Caspase-inhibited cells induced to die may exhibit the traits of either apoptosis or
necrosis or both, simultaneously. However, mechanisms regulating the commitment to these distinct forms of cell death are barely identified. We found that
staurosporine induced both apoptotic and necrotic traits in U937 cells exposed to the
caspase inhibitor benzyloxycarbonyl-Val-Ala-DL-Asp(OMe)-fluoromethylketone. Morphology and flow cytometry revealed that individual cells exhibited either apoptotic or necrotic traits, but not the mixed phenotype. Inhibition of
cathepsin activity by benzyloxycarbonyl-
Phe-Ala-fluoromethylketone rendered
caspase-compromised cells resistant to
staurosporine-induced apoptosis, but switched the cell death form to
necrosis. Inhibition of
heat shock protein 90 kDa (Hsp90) chaperon activity by
geldanamycin conferred resistance to
necrosis in
caspase-compromised cells but switched the cell death form to apoptosis.

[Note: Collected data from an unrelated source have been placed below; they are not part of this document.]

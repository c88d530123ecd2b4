// Copyright (C) 2026 Fred Clausen
// Use of this source code is governed by an MIT-style
// license that can be found in the LICENSE file or at
// https://opensource.org/licenses/MIT.

use admit::{CompareAndSet, CreateOutcome, StatusChange};
use admit_domain::{HolderInfo, Ticket, TicketId, TicketStatus};
use diesel::SqliteConnection;
use diesel::prelude::*;
use diesel::result::{DatabaseErrorKind, Error as DieselError};
use tracing::{debug, info};

use crate::data_models::{NewHistoryRow, NewTicketRow, format_timestamp};
use crate::diesel_schema::{ticket_status_history, tickets};
use crate::error::PersistenceError;
use crate::queries::find_ticket;

/// Statuses in which holder details may still be edited.
const EDITABLE_STATUSES: [TicketStatus; 2] = [TicketStatus::Pending, TicketStatus::Valid];

/// Inserts a ticket together with its creation history record.
///
/// A unique-constraint hit on the identifier is reported as
/// [`CreateOutcome::DuplicateIdentifier`] and leaves nothing behind.
///
/// # Errors
///
/// Returns an error for any other database failure.
pub fn insert_ticket(
    conn: &mut SqliteConnection,
    ticket: &Ticket,
) -> Result<CreateOutcome, PersistenceError> {
    let row: NewTicketRow = NewTicketRow::from_ticket(ticket)?;
    let history = NewHistoryRow {
        ticket_id: row.ticket_id.clone(),
        from_status: None,
        to_status: row.status.clone(),
        transitioned_at: row.purchased_at.clone(),
        gate_id: None,
    };

    conn.immediate_transaction(|conn| {
        match diesel::insert_into(tickets::table)
            .values(&row)
            .execute(conn)
        {
            Ok(_) => {}
            Err(DieselError::DatabaseError(DatabaseErrorKind::UniqueViolation, _)) => {
                debug!(ticket_id = %row.ticket_id, "Ticket identifier already taken");
                return Ok(CreateOutcome::DuplicateIdentifier);
            }
            Err(e) => return Err(e.into()),
        }

        diesel::insert_into(ticket_status_history::table)
            .values(&history)
            .execute(conn)?;

        Ok(CreateOutcome::Created)
    })
}

/// Applies `change` only if the ticket is in `expected`, recording the
/// transition in the same transaction.
///
/// # Errors
///
/// Returns an error if a statement fails.
pub fn compare_and_set_status(
    conn: &mut SqliteConnection,
    ticket_id: &TicketId,
    expected: TicketStatus,
    change: &StatusChange,
) -> Result<CompareAndSet<Ticket>, PersistenceError> {
    let at: String = format_timestamp(change.at())?;
    let scanned_at: Option<String> = change
        .scan()
        .map(|scan| format_timestamp(scan.scanned_at))
        .transpose()?;
    let gate_id: Option<String> = change.scan().map(|scan| scan.gate_id.as_str().to_string());

    conn.immediate_transaction(|conn| {
        let updated: usize = diesel::update(tickets::table)
            .filter(tickets::ticket_id.eq(ticket_id.as_str()))
            .filter(tickets::status.eq(expected.as_str()))
            .set((
                tickets::status.eq(change.target().as_str()),
                tickets::scanned_at.eq(&scanned_at),
                tickets::gate_id.eq(&gate_id),
            ))
            .execute(conn)?;

        if updated == 1 {
            diesel::insert_into(ticket_status_history::table)
                .values(&NewHistoryRow {
                    ticket_id: ticket_id.as_str().to_string(),
                    from_status: Some(expected.as_str().to_string()),
                    to_status: change.target().as_str().to_string(),
                    transitioned_at: at,
                    gate_id,
                })
                .execute(conn)?;
        }

        let Some(ticket) = find_ticket(conn, ticket_id)? else {
            return Ok(CompareAndSet::NotFound);
        };

        if updated == 1 {
            info!(
                ticket_id = %ticket_id,
                from = %expected,
                to = %change.target(),
                "Ticket status changed"
            );
            Ok(CompareAndSet::Applied(ticket))
        } else {
            Ok(CompareAndSet::Stale(ticket))
        }
    })
}

/// Replaces holder details while the ticket is not terminal.
///
/// # Errors
///
/// Returns an error if a statement fails.
pub fn update_holder(
    conn: &mut SqliteConnection,
    ticket_id: &TicketId,
    holder: &HolderInfo,
) -> Result<CompareAndSet<Ticket>, PersistenceError> {
    let editable: Vec<&str> = EDITABLE_STATUSES
        .iter()
        .map(TicketStatus::as_str)
        .collect();

    conn.immediate_transaction(|conn| {
        let updated: usize = diesel::update(tickets::table)
            .filter(tickets::ticket_id.eq(ticket_id.as_str()))
            .filter(tickets::status.eq_any(editable))
            .set((
                tickets::holder_name.eq(&holder.name),
                tickets::holder_contact.eq(&holder.contact),
            ))
            .execute(conn)?;

        let Some(ticket) = find_ticket(conn, ticket_id)? else {
            return Ok(CompareAndSet::NotFound);
        };

        if updated == 1 {
            debug!(ticket_id = %ticket_id, "Holder details updated");
            Ok(CompareAndSet::Applied(ticket))
        } else {
            Ok(CompareAndSet::Stale(ticket))
        }
    })
}

/// Removes a ticket and its history. Missing tickets are not an error.
///
/// # Errors
///
/// Returns an error if a statement fails.
pub fn discard_ticket(
    conn: &mut SqliteConnection,
    ticket_id: &TicketId,
) -> Result<(), PersistenceError> {
    conn.immediate_transaction(|conn| {
        diesel::delete(
            ticket_status_history::table
                .filter(ticket_status_history::ticket_id.eq(ticket_id.as_str())),
        )
        .execute(conn)?;
        let removed: usize =
            diesel::delete(tickets::table.filter(tickets::ticket_id.eq(ticket_id.as_str())))
                .execute(conn)?;

        debug!(ticket_id = %ticket_id, removed, "Ticket discarded");
        Ok(())
    })
}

Combination of benzyloxycarbonyl-
Phe-Ala-fluoromethylketone and
geldanamycin halted the onset of both forms of cell death by saving mitochondrial trans-membrane potential and preventing acidic volume (lysosomes) loss. These effects of benzyloxycarbonyl-
Phe-Ala-fluoromethylketone and/or
geldanamycin on cell death were restricted to
caspase-inhibited cells exposed to
staurosporine but influenced neither only the
staurosporine-provoked apoptosis nor
hydrogen peroxide (H2O2)-generated
necrosis. Our results demonstrate that the
staurosporine-induced death pathway bifurcates in
caspase-compromised cells and commitment to apoptotic or necrotic phenotypes depends on
cathepsin protease or Hsp90 chaperon activities.